You would think that our crown would be the most protected, less manipulated, and therefore the easiest part of our hair to grow and maintain length. Not so in many cases. In fact, for some of us, it is the most fragile and kinkiest part of our hair. So what is going on up there?
First, I want to say that not everyone is suffering from crown breakage. If you have a tighter texture up there, it could just be that you have more shrinkage at your crown than other areas of your hair. This could make it appear shorter when it really may not be.
However, because of this fact, you could be manipulating your crown more to help shape your hair into that ever so popular heart shape. If your crown has a ton of shrinkage then you're left with mullet shaped hair (lol) which leads to tons of over manipulating to shape into a heart (put that pick down chile).
The over-usage of tools to shape your hair and volumize is a HUGE culprit in the crown breakage mystery. If your texture is tighter up there, it's probably more fragile and more prone to breakage, so the pick doesn’t make it any better.

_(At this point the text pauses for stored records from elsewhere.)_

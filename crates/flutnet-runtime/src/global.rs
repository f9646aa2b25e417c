// crates/flutnet-runtime/src/global.rs
// ============================================================================
// Module: Process Runtime Slot
// Description: One-time, process-wide dispatcher installation.
// Purpose: Give platform channel callbacks a dispatcher without threading state.
// Dependencies: std::sync::OnceLock, tracing
// ============================================================================

//! ## Overview
//! Platform channel callbacks are free functions with no user state. The host
//! installs its [`Dispatcher`] once with [`initialize`]; callbacks then use
//! [`dispatch_global`]. Calls arriving before initialization are answered with
//! `EnvironmentNotInitialized` instead of failing silently.

use std::sync::Arc;
use std::sync::OnceLock;

use tracing::info;

use crate::dispatcher::DispatchOutcome;
use crate::dispatcher::Dispatcher;
use crate::dispatcher::ReplySink;
use crate::envelope::CallEnvelope;
use crate::envelope::ErrorKind;
use crate::envelope::InvocationError;
use crate::envelope::ReplyEnvelope;
use crate::error::RuntimeError;

/// Installed dispatcher.
static RUNTIME: OnceLock<Dispatcher> = OnceLock::new();

/// Installs the process-wide dispatcher.
///
/// # Errors
///
/// Returns [`RuntimeError::AlreadyInitialized`] when a dispatcher is already
/// installed; the argument is dropped in that case.
pub fn initialize(dispatcher: Dispatcher) -> Result<&'static Dispatcher, RuntimeError> {
    let mut installed = false;
    let runtime = RUNTIME.get_or_init(|| {
        installed = true;
        dispatcher
    });
    if !installed {
        return Err(RuntimeError::AlreadyInitialized);
    }
    info!(
        assembly = %runtime.model().assembly,
        services = runtime.model().services.len(),
        "flutnet runtime initialized"
    );
    Ok(runtime)
}

/// Returns the installed dispatcher.
#[must_use]
pub fn runtime() -> Option<&'static Dispatcher> {
    RUNTIME.get()
}

/// Dispatches through the installed dispatcher.
pub fn dispatch_global(call: CallEnvelope, sink: &Arc<dyn ReplySink>) -> DispatchOutcome {
    match RUNTIME.get() {
        Some(dispatcher) => dispatcher.dispatch(call, sink),
        None => DispatchOutcome::Completed(ReplyEnvelope::failure(
            call.operation_id,
            call.correlation_id,
            InvocationError::new(ErrorKind::EnvironmentNotInitialized, "flutnet runtime is not initialized"),
        )),
    }
}
//! Marker deconfliction: spreads spatially coincident facility markers apart
//! so each stays individually clickable at high zoom.

use std::f64::consts::PI;

use crate::facility::Facility;

/// Default minimum marker separation, in coordinate degrees.
pub const DEFAULT_MIN_DIST_DEG: f64 = 0.002;

/// Pushes apart every pair of facilities closer than `min_dist_deg`, returning
/// a new collection with only `latitude`/`longitude` changed.
///
/// Distances are plain Euclidean in (longitude, latitude) degree space; this
/// is screen-space deconfliction, not a geodesic computation. A pair closer
/// than the threshold is moved symmetrically along the line connecting the two
/// points so its separation becomes exactly `min_dist_deg`; exactly coincident
/// points, where that line is undefined, are fanned out at an angle derived
/// from the second point's index so clusters split in distinct directions.
///
/// This is a single relaxation pass over all unordered pairs in input order:
/// a point moved to resolve one pair is not re-checked against earlier pairs.
/// For clusters of three or more mutually close points the result is a
/// pairwise local correction, not a guaranteed global minimum separation.
/// That approximation is intentional and adequate for collections in the low
/// hundreds; downstream consumers depend on the single-pass result.
pub fn space_markers(facilities: &[Facility], min_dist_deg: f64) -> Vec<Facility> {
    let mut spaced = facilities.to_vec();
    let n = spaced.len();
    for i in 0..n {
        for j in (i + 1)..n {
            let dx = spaced[i].longitude - spaced[j].longitude;
            let dy = spaced[i].latitude - spaced[j].latitude;
            let dist = (dx * dx + dy * dy).sqrt();
            if dist >= min_dist_deg {
                continue;
            }

            let push = (min_dist_deg - dist) / 2.0;
            let angle = if dist > 0.0 {
                dy.atan2(dx)
            } else {
                // Coincident pair: no connecting line to push along. Fan by
                // the second index so multiple coincident points split at
                // distinct angles.
                2.0 * PI * j as f64 / n as f64
            };

            spaced[i].longitude += angle.cos() * push;
            spaced[i].latitude += angle.sin() * push;
            spaced[j].longitude -= angle.cos() * push;
            spaced[j].latitude -= angle.sin() * push;
        }
    }
    spaced
}

/// [`space_markers`] with the default threshold.
pub fn space_markers_default(facilities: &[Facility]) -> Vec<Facility> {
    space_markers(facilities, DEFAULT_MIN_DIST_DEG)
}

So let's back up and talk about the structure of crown hair for a bit, shall we? I asked 10 of my friends to come over my house and let me examine their scalps and crown hair. Of those 10 friends, 6 had crown issues. All 6 of the ones with crown issues had type 4 hair. Of those 6, ALL of them had high porosity in that area, more shrinkage, suffered from reduced curl definition, breakage, frizz and dryness. The 4 without crown breakage were type 3 or less. Those 4 had normal porosity and didn’t suffer from any of the issues that my type 4 friends reported. I then kicked those looser curled friends out of my house (just kidding)!
After speaking with the remaining 6 with crown issues, they reported that they use tools to help shape their crowns on a daily basis (over manipulation).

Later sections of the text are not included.